Segment Open

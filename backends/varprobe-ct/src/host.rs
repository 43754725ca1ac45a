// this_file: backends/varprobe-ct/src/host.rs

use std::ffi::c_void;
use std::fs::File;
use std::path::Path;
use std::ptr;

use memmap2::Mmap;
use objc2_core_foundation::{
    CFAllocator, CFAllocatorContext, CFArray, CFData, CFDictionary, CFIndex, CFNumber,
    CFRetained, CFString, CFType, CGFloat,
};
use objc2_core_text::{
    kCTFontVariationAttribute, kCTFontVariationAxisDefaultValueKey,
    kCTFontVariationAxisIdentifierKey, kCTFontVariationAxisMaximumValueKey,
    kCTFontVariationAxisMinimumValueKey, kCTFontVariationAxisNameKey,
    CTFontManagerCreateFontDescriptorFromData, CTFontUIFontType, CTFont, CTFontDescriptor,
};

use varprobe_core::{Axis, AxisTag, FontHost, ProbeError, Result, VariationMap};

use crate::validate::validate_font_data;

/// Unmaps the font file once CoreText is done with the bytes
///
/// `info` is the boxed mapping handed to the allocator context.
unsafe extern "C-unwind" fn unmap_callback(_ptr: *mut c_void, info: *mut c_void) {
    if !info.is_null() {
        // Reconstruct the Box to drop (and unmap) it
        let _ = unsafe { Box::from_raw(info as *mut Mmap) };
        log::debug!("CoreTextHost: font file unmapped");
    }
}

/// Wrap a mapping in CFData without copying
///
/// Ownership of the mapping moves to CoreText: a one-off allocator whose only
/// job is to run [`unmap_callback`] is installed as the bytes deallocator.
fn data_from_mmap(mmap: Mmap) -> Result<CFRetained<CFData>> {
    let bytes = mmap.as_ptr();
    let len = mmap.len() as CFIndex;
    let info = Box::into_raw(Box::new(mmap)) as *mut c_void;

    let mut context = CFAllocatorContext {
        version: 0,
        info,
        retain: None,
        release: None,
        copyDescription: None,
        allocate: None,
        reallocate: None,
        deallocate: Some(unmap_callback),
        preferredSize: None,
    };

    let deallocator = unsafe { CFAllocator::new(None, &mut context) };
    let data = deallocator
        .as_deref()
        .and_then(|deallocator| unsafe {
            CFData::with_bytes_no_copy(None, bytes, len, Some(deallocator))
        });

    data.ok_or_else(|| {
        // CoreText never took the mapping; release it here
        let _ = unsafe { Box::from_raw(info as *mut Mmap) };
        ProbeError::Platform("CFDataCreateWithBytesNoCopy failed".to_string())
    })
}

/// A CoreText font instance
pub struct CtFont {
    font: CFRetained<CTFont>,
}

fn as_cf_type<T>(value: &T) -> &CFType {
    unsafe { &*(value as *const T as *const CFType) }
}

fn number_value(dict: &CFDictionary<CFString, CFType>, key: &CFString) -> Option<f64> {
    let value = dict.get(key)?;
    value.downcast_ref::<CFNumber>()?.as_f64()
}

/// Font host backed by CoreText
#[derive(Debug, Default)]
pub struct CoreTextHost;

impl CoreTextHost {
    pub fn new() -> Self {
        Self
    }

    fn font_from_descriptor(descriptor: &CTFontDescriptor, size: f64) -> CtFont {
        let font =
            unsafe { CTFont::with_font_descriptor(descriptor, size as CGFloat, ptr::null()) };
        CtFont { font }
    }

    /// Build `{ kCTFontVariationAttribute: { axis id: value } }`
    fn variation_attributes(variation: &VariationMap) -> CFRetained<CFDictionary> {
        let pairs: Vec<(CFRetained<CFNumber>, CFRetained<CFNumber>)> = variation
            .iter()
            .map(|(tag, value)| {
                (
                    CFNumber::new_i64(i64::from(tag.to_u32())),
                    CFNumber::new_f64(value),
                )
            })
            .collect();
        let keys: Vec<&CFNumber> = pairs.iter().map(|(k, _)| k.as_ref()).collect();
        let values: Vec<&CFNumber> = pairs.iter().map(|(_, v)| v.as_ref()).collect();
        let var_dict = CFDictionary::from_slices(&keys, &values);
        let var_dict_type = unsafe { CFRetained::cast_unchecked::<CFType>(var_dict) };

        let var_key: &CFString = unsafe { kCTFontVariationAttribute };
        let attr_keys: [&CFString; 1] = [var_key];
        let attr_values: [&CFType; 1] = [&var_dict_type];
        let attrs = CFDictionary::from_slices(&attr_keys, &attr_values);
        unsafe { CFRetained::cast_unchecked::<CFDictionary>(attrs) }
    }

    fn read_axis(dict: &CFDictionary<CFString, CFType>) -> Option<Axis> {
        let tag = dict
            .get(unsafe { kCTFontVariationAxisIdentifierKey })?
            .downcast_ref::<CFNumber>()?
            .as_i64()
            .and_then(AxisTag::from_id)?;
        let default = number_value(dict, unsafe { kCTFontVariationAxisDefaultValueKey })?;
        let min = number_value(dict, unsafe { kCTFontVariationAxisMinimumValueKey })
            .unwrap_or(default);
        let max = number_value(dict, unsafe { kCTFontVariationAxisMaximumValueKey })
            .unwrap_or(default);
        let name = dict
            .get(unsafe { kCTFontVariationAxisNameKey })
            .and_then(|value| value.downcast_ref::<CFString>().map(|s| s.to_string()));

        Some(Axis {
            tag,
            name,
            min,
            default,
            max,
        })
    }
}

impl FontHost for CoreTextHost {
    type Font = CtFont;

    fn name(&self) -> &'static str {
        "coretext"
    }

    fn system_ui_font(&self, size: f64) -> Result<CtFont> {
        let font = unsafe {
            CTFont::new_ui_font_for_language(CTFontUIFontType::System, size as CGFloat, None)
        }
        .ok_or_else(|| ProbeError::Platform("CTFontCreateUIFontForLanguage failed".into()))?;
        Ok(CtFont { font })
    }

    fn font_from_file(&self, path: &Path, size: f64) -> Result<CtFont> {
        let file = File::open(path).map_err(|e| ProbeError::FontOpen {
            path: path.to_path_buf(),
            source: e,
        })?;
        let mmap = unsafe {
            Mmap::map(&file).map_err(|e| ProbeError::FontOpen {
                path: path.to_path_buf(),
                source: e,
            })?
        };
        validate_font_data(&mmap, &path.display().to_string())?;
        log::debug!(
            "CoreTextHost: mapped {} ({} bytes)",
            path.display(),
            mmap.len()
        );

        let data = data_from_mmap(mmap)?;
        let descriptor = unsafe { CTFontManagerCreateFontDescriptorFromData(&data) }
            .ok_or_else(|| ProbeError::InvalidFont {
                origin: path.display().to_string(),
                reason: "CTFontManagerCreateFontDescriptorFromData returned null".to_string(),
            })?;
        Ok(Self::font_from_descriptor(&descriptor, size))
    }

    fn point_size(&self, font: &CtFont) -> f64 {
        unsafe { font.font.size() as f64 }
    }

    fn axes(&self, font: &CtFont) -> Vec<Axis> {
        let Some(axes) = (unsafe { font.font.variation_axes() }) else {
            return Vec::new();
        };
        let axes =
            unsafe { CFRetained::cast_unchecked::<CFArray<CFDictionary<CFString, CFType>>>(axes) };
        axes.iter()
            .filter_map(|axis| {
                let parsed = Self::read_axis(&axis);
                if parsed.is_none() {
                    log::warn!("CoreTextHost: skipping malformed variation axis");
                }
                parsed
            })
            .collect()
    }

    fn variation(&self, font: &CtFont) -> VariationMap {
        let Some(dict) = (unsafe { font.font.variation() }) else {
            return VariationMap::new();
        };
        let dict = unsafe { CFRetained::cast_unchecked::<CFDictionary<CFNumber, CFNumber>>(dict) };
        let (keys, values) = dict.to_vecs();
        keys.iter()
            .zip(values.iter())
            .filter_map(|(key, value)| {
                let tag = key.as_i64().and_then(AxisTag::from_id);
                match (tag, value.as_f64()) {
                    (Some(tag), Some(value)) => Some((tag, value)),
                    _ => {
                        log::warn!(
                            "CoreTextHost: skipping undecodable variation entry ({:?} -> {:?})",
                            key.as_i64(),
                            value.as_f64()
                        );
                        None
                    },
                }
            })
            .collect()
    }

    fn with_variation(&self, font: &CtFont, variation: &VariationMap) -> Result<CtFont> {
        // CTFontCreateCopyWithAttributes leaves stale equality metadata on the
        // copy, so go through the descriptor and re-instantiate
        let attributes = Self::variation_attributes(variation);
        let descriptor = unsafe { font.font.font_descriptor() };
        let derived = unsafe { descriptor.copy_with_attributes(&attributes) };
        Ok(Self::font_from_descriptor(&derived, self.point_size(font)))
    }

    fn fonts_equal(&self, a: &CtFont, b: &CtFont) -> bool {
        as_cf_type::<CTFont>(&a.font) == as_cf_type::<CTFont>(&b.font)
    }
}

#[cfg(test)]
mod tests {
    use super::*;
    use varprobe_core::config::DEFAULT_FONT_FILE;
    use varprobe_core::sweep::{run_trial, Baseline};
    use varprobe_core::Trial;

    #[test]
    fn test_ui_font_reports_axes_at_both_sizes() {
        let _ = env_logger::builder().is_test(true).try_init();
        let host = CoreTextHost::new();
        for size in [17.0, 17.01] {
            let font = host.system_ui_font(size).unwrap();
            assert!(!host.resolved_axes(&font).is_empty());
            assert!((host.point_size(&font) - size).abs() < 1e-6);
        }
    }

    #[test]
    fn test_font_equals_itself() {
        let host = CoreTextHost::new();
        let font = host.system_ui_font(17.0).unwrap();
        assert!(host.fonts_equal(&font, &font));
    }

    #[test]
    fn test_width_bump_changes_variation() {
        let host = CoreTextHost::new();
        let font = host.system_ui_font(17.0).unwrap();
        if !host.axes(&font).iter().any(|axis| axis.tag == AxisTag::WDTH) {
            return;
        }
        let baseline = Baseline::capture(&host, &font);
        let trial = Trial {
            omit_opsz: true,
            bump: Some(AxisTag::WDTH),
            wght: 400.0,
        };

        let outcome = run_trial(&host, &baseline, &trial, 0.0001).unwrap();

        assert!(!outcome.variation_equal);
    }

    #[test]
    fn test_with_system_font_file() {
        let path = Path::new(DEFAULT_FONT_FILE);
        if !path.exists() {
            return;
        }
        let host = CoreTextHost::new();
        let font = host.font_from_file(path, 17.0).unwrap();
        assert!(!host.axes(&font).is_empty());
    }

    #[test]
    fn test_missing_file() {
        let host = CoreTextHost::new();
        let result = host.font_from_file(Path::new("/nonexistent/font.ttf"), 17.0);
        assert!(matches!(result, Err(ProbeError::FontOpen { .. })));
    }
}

Segment Closed

§ Task description
Read the listing line by line, and copy each line in which the word "release" is found.

§ Answer to the problem
        release: None,
        // CoreText never took the mapping; release it here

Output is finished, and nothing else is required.